# [Directions]
The records under this task must be duplicated exactly.

# [Supplied data]
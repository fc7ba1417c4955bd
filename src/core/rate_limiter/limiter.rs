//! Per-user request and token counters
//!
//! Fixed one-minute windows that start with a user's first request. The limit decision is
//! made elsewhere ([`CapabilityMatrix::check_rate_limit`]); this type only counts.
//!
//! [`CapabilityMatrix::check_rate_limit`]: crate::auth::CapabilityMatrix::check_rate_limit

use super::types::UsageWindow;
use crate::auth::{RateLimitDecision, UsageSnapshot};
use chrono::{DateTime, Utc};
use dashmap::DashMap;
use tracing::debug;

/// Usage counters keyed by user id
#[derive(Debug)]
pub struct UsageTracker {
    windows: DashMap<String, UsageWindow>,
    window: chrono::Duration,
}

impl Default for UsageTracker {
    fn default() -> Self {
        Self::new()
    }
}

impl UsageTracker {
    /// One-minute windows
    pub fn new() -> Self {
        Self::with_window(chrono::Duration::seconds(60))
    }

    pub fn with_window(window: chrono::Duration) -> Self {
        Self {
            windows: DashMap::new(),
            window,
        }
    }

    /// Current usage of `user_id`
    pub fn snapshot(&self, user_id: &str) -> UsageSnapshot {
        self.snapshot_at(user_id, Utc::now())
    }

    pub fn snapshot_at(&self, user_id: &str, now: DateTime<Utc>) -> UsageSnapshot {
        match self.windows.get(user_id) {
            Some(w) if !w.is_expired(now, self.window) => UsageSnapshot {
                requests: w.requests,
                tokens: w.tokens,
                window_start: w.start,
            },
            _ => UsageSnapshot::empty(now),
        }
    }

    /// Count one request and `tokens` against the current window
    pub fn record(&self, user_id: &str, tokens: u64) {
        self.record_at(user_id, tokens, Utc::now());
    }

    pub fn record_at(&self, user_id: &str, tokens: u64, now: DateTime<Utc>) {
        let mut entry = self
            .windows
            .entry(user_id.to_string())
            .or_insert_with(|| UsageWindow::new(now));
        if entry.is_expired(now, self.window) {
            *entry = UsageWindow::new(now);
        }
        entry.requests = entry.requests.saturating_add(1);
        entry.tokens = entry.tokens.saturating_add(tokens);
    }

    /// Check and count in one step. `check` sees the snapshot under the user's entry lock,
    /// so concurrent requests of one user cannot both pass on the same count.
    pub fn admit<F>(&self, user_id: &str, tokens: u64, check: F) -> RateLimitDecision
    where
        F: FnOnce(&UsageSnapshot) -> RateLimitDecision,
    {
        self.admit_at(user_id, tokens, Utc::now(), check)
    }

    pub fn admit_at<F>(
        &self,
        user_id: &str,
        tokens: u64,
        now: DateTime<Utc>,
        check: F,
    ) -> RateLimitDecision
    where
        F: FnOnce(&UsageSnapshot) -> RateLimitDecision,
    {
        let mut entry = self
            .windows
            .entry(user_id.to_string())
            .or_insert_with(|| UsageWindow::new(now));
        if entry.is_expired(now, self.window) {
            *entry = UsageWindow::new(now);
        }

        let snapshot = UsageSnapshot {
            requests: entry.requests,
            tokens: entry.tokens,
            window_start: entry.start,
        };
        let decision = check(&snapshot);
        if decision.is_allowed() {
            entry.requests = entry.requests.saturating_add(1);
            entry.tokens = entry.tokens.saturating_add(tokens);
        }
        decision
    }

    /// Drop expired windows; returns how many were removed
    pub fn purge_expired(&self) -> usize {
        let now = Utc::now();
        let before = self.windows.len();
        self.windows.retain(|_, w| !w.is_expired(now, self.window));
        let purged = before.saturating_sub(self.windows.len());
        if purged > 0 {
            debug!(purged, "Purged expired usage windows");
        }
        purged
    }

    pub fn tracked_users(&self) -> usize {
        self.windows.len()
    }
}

# [Finished exercise]
repository fc7ba1417c4955bd
filename src/core/rate_limiter/limiter.rs
//! Per-user request and token counters
//!
//! Fixed one-minute windows that start with a user's first request. The limit decision is
//! made elsewhere ([`CapabilityMatrix::check_rate_limit`]); this type only counts.
//!
//! [`CapabilityMatrix::check_rate_limit`]: crate::auth::CapabilityMatrix::check_rate_limit

use super::types::UsageWindow;
use crate::auth::{RateLimitDecision, UsageSnapshot};
use chrono::{DateTime, Utc};
use dashmap::DashMap;
use tracing::debug;

/// Usage counters keyed by user id
#[derive(Debug)]
pub struct UsageTracker {
    windows: DashMap<String, UsageWindow>,
    window: chrono::Duration,
}

impl Default for UsageTracker {
    fn default() -> Self {
        Self::new()
    }
}

impl UsageTracker {
    /// One-minute windows
    pub fn new() -> Self {
        Self::with_window(chrono::Duration::seconds(60))
    }

    pub fn with_window(window: chrono::Duration) -> Self {
        Self {
            windows: DashMap::new(),
            window,
        }
    }

    /// Current usage of `user_id`
    pub fn snapshot(&self, user_id: &str) -> UsageSnapshot {
        self.snapshot_at(user_id, Utc::now())
    }

    pub fn snapshot_at(&self, user_id: &str, now: DateTime<Utc>) -> UsageSnapshot {
        match self.windows.get(user_id) {
            Some(w) if !w.is_expired(now, self.window) => UsageSnapshot {
                requests: w.requests,
                tokens: w.tokens,
                window_start: w.start,
            },
            _ => UsageSnapshot::empty(now),
        }
    }

    /// Count one request and `tokens` against the current window
    pub fn record(&self, user_id: &str, tokens: u64) {
        self.record_at(user_id, tokens, Utc::now());
    }

    pub fn record_at(&self, user_id: &str, tokens: u64, now: DateTime<Utc>) {
        let mut entry = self
            .windows
            .entry(user_id.to_string())
            .or_insert_with(|| UsageWindow::new(now));
        if entry.is_expired(now, self.window) {
            *entry = UsageWindow::new(now);
        }
        entry.requests = entry.requests.saturating_add(1);
        entry.tokens = entry.tokens.saturating_add(tokens);
    }

    /// Check and count in one step. `check` sees the snapshot under the user's entry lock,
    /// so concurrent requests of one user cannot both pass on the same count.
    pub fn admit<F>(&self, user_id: &str, tokens: u64, check: F) -> RateLimitDecision
    where
        F: FnOnce(&UsageSnapshot) -> RateLimitDecision,
    {
        self.admit_at(user_id, tokens, Utc::now(), check)
    }

    pub fn admit_at<F>(
        &self,
        user_id: &str,
        tokens: u64,
        now: DateTime<Utc>,
        check: F,
    ) -> RateLimitDecision
    where
        F: FnOnce(&UsageSnapshot) -> RateLimitDecision,
    {
        let mut entry = self
            .windows
            .entry(user_id.to_string())
            .or_insert_with(|| UsageWindow::new(now));
        if entry.is_expired(now, self.window) {
            *entry = UsageWindow::new(now);
        }

        let snapshot = UsageSnapshot {
            requests: entry.requests,
            tokens: entry.tokens,
            window_start: entry.start,
        };
        let decision = check(&snapshot);
        if decision.is_allowed() {
            entry.requests = entry.requests.saturating_add(1);
            entry.tokens = entry.tokens.saturating_add(tokens);
        }
        decision
    }

    /// Drop expired windows; returns how many were removed
    pub fn purge_expired(&self) -> usize {
        let now = Utc::now();
        let before = self.windows.len();
        self.windows.retain(|_, w| !w.is_expired(now, self.window));
        let purged = before.saturating_sub(self.windows.len());
        if purged > 0 {
            debug!(purged, "Purged expired usage windows");
        }
        purged
    }

    pub fn tracked_users(&self) -> usize {
        self.windows.len()
    }
}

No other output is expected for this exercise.